Kent Brantly, the missionary doctor infected with Ebola who was recently returned to the U.S. for treatment in Atlanta, said he is “growing stronger every day.”

“I am writing this update from my isolation room at Emory University Hospital, where doctors and nurses are providing the very best care possible,” Brantly said in a statement released yesterday by Samaritan’s Purse, the aid group he works with.

Brantly and Nancy Writebol, an aid worker also being treated at Emory, were infected while working with patients in an Ebola center in Liberia. Family and supporters have said that Writebol too is improving, though she remains weakened.

“My focus, however, remains the same -- to follow God,” Brantly wrote. “Please pray for our recovery.”

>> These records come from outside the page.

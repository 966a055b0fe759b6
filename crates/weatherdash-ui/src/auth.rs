//! Placeholder sign-in. Accepts any non-empty e-mail and password; nothing is
//! checked, stored or sent anywhere.

use crate::display::Notice;

pub const SIGNED_OUT_LABEL: &str = "Login";

#[derive(Debug, Clone, Copy, PartialEq, Eq)]
pub enum AuthAction {
    Login,
    Register,
}

#[derive(Debug, Default)]
pub struct MockAuth {
    user: Option<String>,
}

impl MockAuth {
    pub fn new() -> Self {
        Self::default()
    }

    /// Name shown on the account button
    pub fn label(&self) -> &str {
        self.user.as_deref().unwrap_or(SIGNED_OUT_LABEL)
    }

    pub fn is_signed_in(&self) -> bool {
        self.user.is_some()
    }

    /// Returns the notice to show and whether the user is now signed in.
    pub fn sign_in(&mut self, action: AuthAction, email: &str, password: &str) -> (Notice, bool) {
        if email.is_empty() || password.is_empty() {
            return (Notice::error("Please fill all fields"), false);
        }

        let local_part = email.split_once('@').map_or(email, |(local, _)| local);
        self.user = Some(local_part.to_string());
        tracing::info!(user = local_part, ?action, "Signed in");

        let message = match action {
            AuthAction::Login => "Login successful!",
            AuthAction::Register => "Registration successful!",
        };
        (Notice::success(message), true)
    }

    pub fn logout(&mut self) -> Notice {
        self.user = None;
        Notice::info("Logged out successfully")
    }
}
use thiserror::Error;

#[derive(Debug, Error)]
pub enum StoreError {
    #[error("Database error: {0}")]
    Database(#[from] rusqlite::Error),

    #[error("Serialization error: {0}")]
    Serialization(#[from] serde_json::Error),
}
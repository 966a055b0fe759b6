//! OpenWeatherMap 2.5 response shapes and their normalization.

use chrono::{DateTime, NaiveDate};
use serde::Deserialize;

use crate::error::WeatherError;
use crate::synthetic::SyntheticSource;
use crate::types::{dew_point, round_half_up, Coordinates, ForecastDay, WeatherSnapshot};

/// Forecast samples are three hours apart; every eighth one is a day later.
pub const SAMPLES_PER_DAY: usize = 8;
pub const MAX_FORECAST_DAYS: usize = 5;

/// The provider caps visibility at 10 km and omits it in some responses.
const DEFAULT_VISIBILITY_M: f64 = 10_000.0;

/// `GET /weather`
#[derive(Debug, Deserialize)]
pub struct CurrentResponse {
    pub name: String,
    pub coord: Coord,
    pub sys: Sys,
    pub main: Main,
    pub wind: Wind,
    #[serde(default)]
    pub visibility: Option<f64>,
    #[serde(default)]
    pub weather: Vec<Condition>,
}

#[derive(Debug, Deserialize)]
pub struct Coord {
    pub lat: f64,
    pub lon: f64,
}

#[derive(Debug, Deserialize)]
pub struct Sys {
    #[serde(default)]
    pub country: Option<String>,
}

#[derive(Debug, Deserialize)]
pub struct Main {
    pub temp: f64,
    pub feels_like: f64,
    pub humidity: f64,
    pub pressure: f64,
    #[serde(default)]
    pub temp_min: Option<f64>,
    #[serde(default)]
    pub temp_max: Option<f64>,
}

#[derive(Debug, Deserialize)]
pub struct Wind {
    pub speed: f64,
    #[serde(default)]
    pub deg: Option<f64>,
}

#[derive(Debug, Deserialize)]
pub struct Condition {
    pub description: String,
    pub icon: String,
}

/// `GET /forecast`
#[derive(Debug, Deserialize)]
pub struct ForecastResponse {
    pub list: Vec<ForecastSample>,
}

#[derive(Debug, Deserialize)]
pub struct ForecastSample {
    pub dt: i64,
    pub main: Main,
    #[serde(default)]
    pub weather: Vec<Condition>,
}

impl CurrentResponse {
    /// Map the raw response onto a snapshot, filling synthetic fields from `source`.
    pub fn into_snapshot<S: SyntheticSource + ?Sized>(
        self,
        source: &mut S,
    ) -> Result<WeatherSnapshot, WeatherError> {
        let condition = self
            .weather
            .into_iter()
            .next()
            .ok_or_else(|| WeatherError::Parse("response has no weather conditions".into()))?;

        let wind_direction = self
            .wind
            .deg
            .map(|deg| round_half_up(deg).rem_euclid(360) as u16)
            .unwrap_or(0);

        Ok(WeatherSnapshot {
            city: self.name,
            country: self.sys.country.unwrap_or_default(),
            temperature: round_half_up(self.main.temp),
            feels_like: round_half_up(self.main.feels_like),
            humidity: self.main.humidity.round().clamp(0.0, 100.0) as u8,
            pressure: self.main.pressure.round().max(0.0) as u32,
            wind_speed: self.wind.speed,
            visibility: self.visibility.unwrap_or(DEFAULT_VISIBILITY_M).max(0.0) as u32,
            description: condition.description,
            icon: condition.icon,
            dew_point: dew_point(self.main.temp, self.main.humidity),
            wind_direction,
            uv_index: source.uv_index(),
            precipitation_chance: source.precipitation_chance(),
            coordinates: Some(Coordinates::new(self.coord.lat, self.coord.lon)),
        })
    }
}

impl ForecastResponse {
    /// Downsample the 3-hour series to one sample per day, at most five days.
    pub fn into_days(self) -> Result<Vec<ForecastDay>, WeatherError> {
        self.list
            .into_iter()
            .step_by(SAMPLES_PER_DAY)
            .take(MAX_FORECAST_DAYS)
            .map(ForecastSample::into_day)
            .collect()
    }
}

impl ForecastSample {
    fn into_day(self) -> Result<ForecastDay, WeatherError> {
        let date = sample_date(self.dt)?;
        let condition = self
            .weather
            .into_iter()
            .next()
            .ok_or_else(|| WeatherError::Parse(format!("forecast sample {} has no conditions", self.dt)))?;

        Ok(ForecastDay {
            date,
            high: round_half_up(self.main.temp_max.unwrap_or(self.main.temp)),
            low: round_half_up(self.main.temp_min.unwrap_or(self.main.temp)),
            description: condition.description,
            icon: condition.icon,
        })
    }
}

fn sample_date(dt: i64) -> Result<NaiveDate, WeatherError> {
    DateTime::from_timestamp(dt, 0)
        .map(|ts| ts.date_naive())
        .ok_or_else(|| WeatherError::Parse(format!("invalid forecast timestamp {}", dt)))
}
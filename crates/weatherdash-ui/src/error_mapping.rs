//! Maps service-crate errors to `weatherdash_core::AppError` for logging and
//! user-facing hints.

use weatherdash_core::error::ReqwestErrorExt;
use weatherdash_core::{AppError, LocationError, NetworkError, StorageError, WeatherError};
use weatherdash_store::StoreError;
use weatherdash_weather::{LocationError as GeoError, WeatherError as FetchError};

pub fn from_weather(e: FetchError) -> AppError {
    match e {
        FetchError::Unauthorized => AppError::Weather(WeatherError::InvalidApiKey),
        FetchError::NotFound(subject) => {
            AppError::Weather(WeatherError::LocationNotFound(subject.to_string()))
        }
        FetchError::Unavailable(status) => AppError::Network(NetworkError::ServerError {
            status,
            message: format!("provider returned HTTP {status}"),
        }),
        FetchError::Network(e) => AppError::Network(e.into_network_error()),
        FetchError::Parse(s) => AppError::Network(NetworkError::InvalidResponse(s)),
    }
}

pub fn from_location(e: GeoError) -> AppError {
    AppError::Location(match e {
        GeoError::PermissionDenied => LocationError::PermissionDenied,
        GeoError::ServiceUnavailable => LocationError::ServiceUnavailable,
        GeoError::Timeout => LocationError::Timeout,
    })
}

pub fn from_store(e: StoreError) -> AppError {
    AppError::Storage(match e {
        StoreError::Database(e) => StorageError::WriteFailed(e.to_string()),
        StoreError::Serialization(e) => StorageError::Malformed(e.to_string()),
    })
}

/// Map a failed fetch and pick the text shown after "Error: ".
///
/// Provider answers (bad key, unknown city or position) are shown as-is;
/// transport and decoding failures get the generic hint.
pub fn describe_fetch_failure(e: FetchError) -> (AppError, String) {
    let verbatim = match &e {
        FetchError::Unauthorized | FetchError::NotFound(_) => Some(e.to_string()),
        _ => None,
    };
    let mapped = from_weather(e);
    let text = verbatim.unwrap_or_else(|| mapped.user_message().to_string());
    (mapped, text)
}
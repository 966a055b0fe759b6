use chrono::NaiveDate;
use serde::{Deserialize, Serialize};

/// Geographic position
#[derive(Debug, Clone, Copy, PartialEq, Serialize, Deserialize)]
pub struct Coordinates {
    pub lat: f64,
    pub lon: f64,
}

impl Coordinates {
    pub fn new(lat: f64, lon: f64) -> Self {
        Self { lat, lon }
    }
}

/// Current conditions for one city at one point in time.
///
/// Temperatures are whole degrees Celsius, visibility is meters and wind
/// speed is m/s. `uv_index` and `precipitation_chance` are synthetic: the
/// provider tier used does not report them.
#[derive(Debug, Clone, PartialEq, Serialize, Deserialize)]
pub struct WeatherSnapshot {
    pub city: String,
    pub country: String,
    pub temperature: i32,
    pub feels_like: i32,
    pub humidity: u8,
    pub pressure: u32,
    pub wind_speed: f64,
    pub visibility: u32,
    pub description: String,
    pub icon: String,
    pub dew_point: i32,
    pub wind_direction: u16,
    pub uv_index: u8,
    pub precipitation_chance: u8,
    /// Present for live data; used to request the forecast
    pub coordinates: Option<Coordinates>,
}

/// One day of the five-day forecast
#[derive(Debug, Clone, PartialEq, Serialize, Deserialize)]
pub struct ForecastDay {
    pub date: NaiveDate,
    pub high: i32,
    pub low: i32,
    pub description: String,
    pub icon: String,
}

/// Where a report's numbers came from
#[derive(Debug, Clone, Copy, PartialEq, Eq, Serialize, Deserialize)]
#[serde(rename_all = "snake_case")]
pub enum DataSource {
    Live,
    Synthetic,
}

/// Everything the dashboard renders for one search
#[derive(Debug, Clone, PartialEq, Serialize, Deserialize)]
pub struct WeatherReport {
    pub current: WeatherSnapshot,
    pub forecast: Vec<ForecastDay>,
    pub source: DataSource,
}

impl WeatherReport {
    pub fn is_synthetic(&self) -> bool {
        self.source == DataSource::Synthetic
    }
}

/// Visual indicator for a provider icon code
#[derive(Debug, Clone, Copy, PartialEq, Eq, Serialize, Deserialize)]
#[serde(rename_all = "kebab-case")]
pub enum WeatherIcon {
    Sun,
    Moon,
    CloudSun,
    CloudMoon,
    Cloud,
    CloudRain,
    CloudSunRain,
    CloudMoonRain,
    Bolt,
    Snowflake,
    Smog,
}

impl WeatherIcon {
    /// Look up an OpenWeatherMap icon code such as `"10d"`.
    /// See: https://openweathermap.org/weather-conditions
    pub fn from_code(code: &str) -> Option<Self> {
        let icon = match code {
            "01d" => Self::Sun,
            "01n" => Self::Moon,
            "02d" => Self::CloudSun,
            "02n" => Self::CloudMoon,
            "03d" | "03n" | "04d" | "04n" => Self::Cloud,
            "09d" | "09n" => Self::CloudRain,
            "10d" => Self::CloudSunRain,
            "10n" => Self::CloudMoonRain,
            "11d" | "11n" => Self::Bolt,
            "13d" | "13n" => Self::Snowflake,
            "50d" | "50n" => Self::Smog,
            _ => return None,
        };
        Some(icon)
    }

    pub fn name(&self) -> &'static str {
        match self {
            Self::Sun => "sun",
            Self::Moon => "moon",
            Self::CloudSun => "cloud-sun",
            Self::CloudMoon => "cloud-moon",
            Self::Cloud => "cloud",
            Self::CloudRain => "cloud-rain",
            Self::CloudSunRain => "cloud-sun-rain",
            Self::CloudMoonRain => "cloud-moon-rain",
            Self::Bolt => "bolt",
            Self::Snowflake => "snowflake",
            Self::Smog => "smog",
        }
    }

    /// Terminal glyph
    pub fn glyph(&self) -> &'static str {
        match self {
            Self::Sun => "☀",
            Self::Moon => "☾",
            Self::CloudSun => "⛅",
            Self::CloudMoon => "☁☾",
            Self::Cloud => "☁",
            Self::CloudRain => "🌧",
            Self::CloudSunRain => "🌦",
            Self::CloudMoonRain => "🌧☾",
            Self::Bolt => "⚡",
            Self::Snowflake => "❄",
            Self::Smog => "🌫",
        }
    }
}

/// Round half toward positive infinity (`15.5` → `16`, `-2.5` → `-2`).
pub fn round_half_up(value: f64) -> i32 {
    (value + 0.5).floor() as i32
}

/// Dew point approximation: `temperature - (100 - humidity) / 5`.
///
/// Only reasonable above ~50% relative humidity, where it stays within about
/// 1 °C of the Magnus formula. Kept as-is; displayed values depend on it.
pub fn dew_point(temperature: f64, humidity: f64) -> i32 {
    round_half_up(temperature - ((100.0 - humidity) / 5.0))
}
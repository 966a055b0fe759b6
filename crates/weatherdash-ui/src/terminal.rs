//! Plain-text display for interactive use.

use std::io::Write;

use crate::display::{
    CurrentConditionsView, DisplayPort, FavoriteCard, ForecastCard, ListView, Notice, NoticeLevel,
    Overlay, Section,
};

const INVERSE: &str = "\x1b[7m";
const RESET: &str = "\x1b[0m";

/// Writes each update as a block of text to `out`.
pub struct TerminalDisplay<W: Write> {
    out: W,
    dark_mode: bool,
}

impl<W: Write> TerminalDisplay<W> {
    pub fn new(out: W) -> Self {
        Self {
            out,
            dark_mode: false,
        }
    }

    pub fn into_inner(self) -> W {
        self.out
    }

    fn heading(&self, title: &str) -> String {
        if self.dark_mode {
            format!("{INVERSE} {title} {RESET}")
        } else {
            format!("== {title} ==")
        }
    }

    fn emit(&mut self, text: &str) {
        if let Err(e) = writeln!(self.out, "{text}").and_then(|()| self.out.flush()) {
            tracing::warn!(error = %e, "Failed to write to terminal");
        }
    }
}

impl<W: Write> DisplayPort for TerminalDisplay<W> {
    fn set_current_conditions(&mut self, view: &CurrentConditionsView) {
        let mut text = self.heading(&view.location);
        if view.synthetic {
            text.push_str("  (sample data)");
        }
        text.push_str(&format!(
            "\n{}\n{} {}{}  {}\n\
             Feels like {}  Humidity {}  Wind {} from {}\n\
             Visibility {}  Pressure {}  Dew point {}\n\
             Precipitation {}  UV index {}  Air quality {} (PM2.5 {})",
            view.date,
            view.icon.glyph(),
            view.temperature,
            view.temperature_unit,
            view.description,
            view.feels_like,
            view.humidity,
            view.wind_speed,
            view.wind_direction,
            view.visibility,
            view.pressure,
            view.dew_point,
            view.precipitation_chance,
            view.uv_index,
            view.air_quality,
            view.pm25,
        ));
        self.emit(&text);
    }

    fn set_forecast(&mut self, cards: &[ForecastCard]) {
        let mut text = self.heading("5-Day Forecast");
        for card in cards {
            text.push_str(&format!(
                "\n{:<4} {} {:>5} {:>5}  {}",
                card.day,
                card.icon.glyph(),
                card.high,
                card.low,
                card.description
            ));
        }
        self.emit(&text);
    }

    fn set_favorites(&mut self, favorites: &ListView<FavoriteCard>) {
        let mut text = self.heading("Favorites");
        match favorites {
            ListView::Placeholder(message) => {
                text.push('\n');
                text.push_str(message);
            }
            ListView::Items(cards) => {
                for card in cards {
                    text.push_str(&format!(
                        "\n{:>2}. {}, {}  {}",
                        card.position, card.city, card.country, card.temperature
                    ));
                }
            }
        }
        self.emit(&text);
    }

    fn set_recent_searches(&mut self, recent: &ListView<String>) {
        let line = match recent {
            ListView::Placeholder(message) => message.to_string(),
            ListView::Items(cities) => cities
                .iter()
                .enumerate()
                .map(|(i, city)| format!("[{}] {}", i + 1, city))
                .collect::<Vec<_>>()
                .join("  "),
        };
        self.emit(&format!("Recent: {line}"));
    }

    fn set_last_updated(&mut self, time: &str) {
        self.emit(&format!("Last updated: {time}"));
    }

    fn set_controls_enabled(&mut self, enabled: bool) {
        if !enabled {
            self.emit("Loading...");
        }
    }

    fn notify(&mut self, notice: Notice) {
        let prefix = match notice.level {
            NoticeLevel::Info => "",
            NoticeLevel::Success => "✓ ",
            NoticeLevel::Error => "! ",
        };
        self.emit(&format!("{prefix}{}", notice.message));
    }

    fn set_dark_mode(&mut self, enabled: bool) {
        self.dark_mode = enabled;
    }

    fn set_section(&mut self, section: Section) {
        let heading = self.heading(section.title());
        self.emit(&heading);
    }

    fn set_auth_label(&mut self, label: &str) {
        self.emit(&format!("Account: {label}"));
    }

    fn set_overlay_open(&mut self, overlay: Overlay, open: bool) {
        let text = match (overlay, open) {
            (Overlay::Settings, true) => {
                "Settings: `dark`, `set tempUnit celsius|fahrenheit`, `set windUnit ms|kmh|mph`"
            }
            (Overlay::Auth, true) => "Account: `login <email> <password>` or `register <email> <password>`",
            (_, false) => return,
        };
        self.emit(text);
    }

    fn ready(&mut self) {
        if let Err(e) = write!(self.out, "> ").and_then(|()| self.out.flush()) {
            tracing::warn!(error = %e, "Failed to write prompt");
        }
    }
}
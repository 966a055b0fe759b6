use anyhow::{Context, Result};
use std::path::Path;
use std::sync::Arc;

use crate::config::ValidationResult;
use crate::Config;

/// Application configuration and lifecycle manager
pub struct App {
    config: Arc<Config>,
    validation: ValidationResult,
}

impl App {
    /// Load and validate configuration, from `config_path` when given
    pub fn new(config_path: Option<&Path>) -> Result<Self> {
        let (config, validation) = Config::load_validated(config_path)?;
        Ok(Self::with_config(config, validation))
    }

    pub fn with_config(config: Config, validation: ValidationResult) -> Self {
        Self {
            config: Arc::new(config),
            validation,
        }
    }

    /// Make sure the storage location is usable before anything opens it
    pub fn initialize(&mut self) -> Result<()> {
        let storage_path = self.config.storage_path();
        if let Some(parent) = storage_path.parent() {
            std::fs::create_dir_all(parent).with_context(|| {
                format!("Failed to create storage directory {}", parent.display())
            })?;
        }

        tracing::info!(
            storage = %storage_path.display(),
            warnings = self.validation.warnings.len(),
            "Application initialized"
        );
        Ok(())
    }

    pub fn shutdown(&mut self) -> Result<()> {
        tracing::info!("Shutting down application");
        Ok(())
    }

    pub fn config(&self) -> &Config {
        &self.config
    }

    pub fn shared_config(&self) -> Arc<Config> {
        self.config.clone()
    }

    /// Warnings collected while validating the configuration
    pub fn warnings(&self) -> &ValidationResult {
        &self.validation
    }
}
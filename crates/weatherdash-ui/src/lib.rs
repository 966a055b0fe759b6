//! Dashboard front-end: display port, render pipeline, saved lists, mock
//! sign-in and the controller that wires them to the weather client.

pub mod auth;
pub mod command;
pub mod controller;
pub mod display;
pub mod error_mapping;
pub mod history;
pub mod render;
pub mod terminal;

pub use command::{Command, CommandError};
pub use controller::{AppState, Controller, Flow};
pub use display::{DisplayPort, Notice, NoticeLevel, RecordingDisplay, Section};
pub use render::DisplayUnits;
pub use terminal::TerminalDisplay;
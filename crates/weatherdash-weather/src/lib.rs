//! Weather data for weatherdash
//!
//! Fetches current conditions and a five-day forecast from OpenWeatherMap,
//! normalizes them into [`WeatherReport`]s, and generates synthetic data for
//! the values the provider does not supply or when it cannot be reached.

pub mod client;
pub mod error;
pub mod location;
pub mod mock;
pub mod openweather;
pub mod synthetic;
pub mod types;

pub use client::WeatherClient;
pub use error::{LocationError, WeatherError};
pub use location::{FixedLocation, LocationProvider};
pub use synthetic::SyntheticSource;
pub use types::*;
//! Detector client configuration

use serde::{Deserialize, Serialize};

/// Watson NLP EmotionPredict endpoint
pub const DEFAULT_ENDPOINT: &str =
    "https://sn-watson-emotion.labs.skills.network/v1/watson.runtime.nlp.v1/NlpService/EmotionPredict";

/// Model served behind [`DEFAULT_ENDPOINT`]
pub const DEFAULT_MODEL_ID: &str = "emotion_aggregated-workflow_lang_en_stock";

/// Header the remote service reads the model identifier from
pub const MODEL_ID_HEADER: &str = "grpc-metadata-mm-model-id";

/// Remote detector configuration
#[derive(Debug, Clone, Serialize, Deserialize)]
pub struct DetectorConfig {
    /// Full URL of the EmotionPredict endpoint
    #[serde(default = "default_endpoint")]
    pub endpoint: String,

    /// Value sent in the model identifier header
    #[serde(default = "default_model_id")]
    pub model_id: String,

    /// Whole-request timeout; `None` keeps the HTTP client's default
    #[serde(default)]
    pub timeout_secs: Option<u64>,

    /// Accept plain `http://` endpoints (local fakes, development)
    #[serde(default)]
    pub allow_insecure_endpoint: bool,
}

impl Default for DetectorConfig {
    fn default() -> Self {
        Self {
            endpoint: default_endpoint(),
            model_id: default_model_id(),
            timeout_secs: None,
            allow_insecure_endpoint: false,
        }
    }
}

impl DetectorConfig {
    /// Configuration pointing at a different endpoint, everything else default
    pub fn with_endpoint(endpoint: impl Into<String>) -> Self {
        Self {
            endpoint: endpoint.into(),
            ..Default::default()
        }
    }
}

fn default_endpoint() -> String {
    DEFAULT_ENDPOINT.to_string()
}

fn default_model_id() -> String {
    DEFAULT_MODEL_ID.to_string()
}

While both Americans received an experimental treatment developed by San Diego-based Mapp Biopharmaceutical Inc., it remains unclear if they were helped by the drug. More than 40 percent of people infected by the virus have survived in the current outbreak, probably because of early medical care, health officials say.

Palmer Holt, a spokesman for SIM USA, the aid group that Writebol works with, did not immediately respond to a call and e-mail asking about her condition.

The Ebola outbreak has sickened 1,779 people and killed 961 in four Western African nations since March, according to the World Health Organization.

There is no cure for Ebola, which is spread through direct contact with body fluids, such as blood. The virus can cause bleeding from the eyes, ears, and nose. Normally, patients are given fluids, blood transfusions and antibiotics with the hope that their immune systems can fight off the infection.

The use of Mapp’s experimental antibody cocktail, called ZMapp, has raised hopes that the medicine, which has never been tested in humans before, may help treat the disease.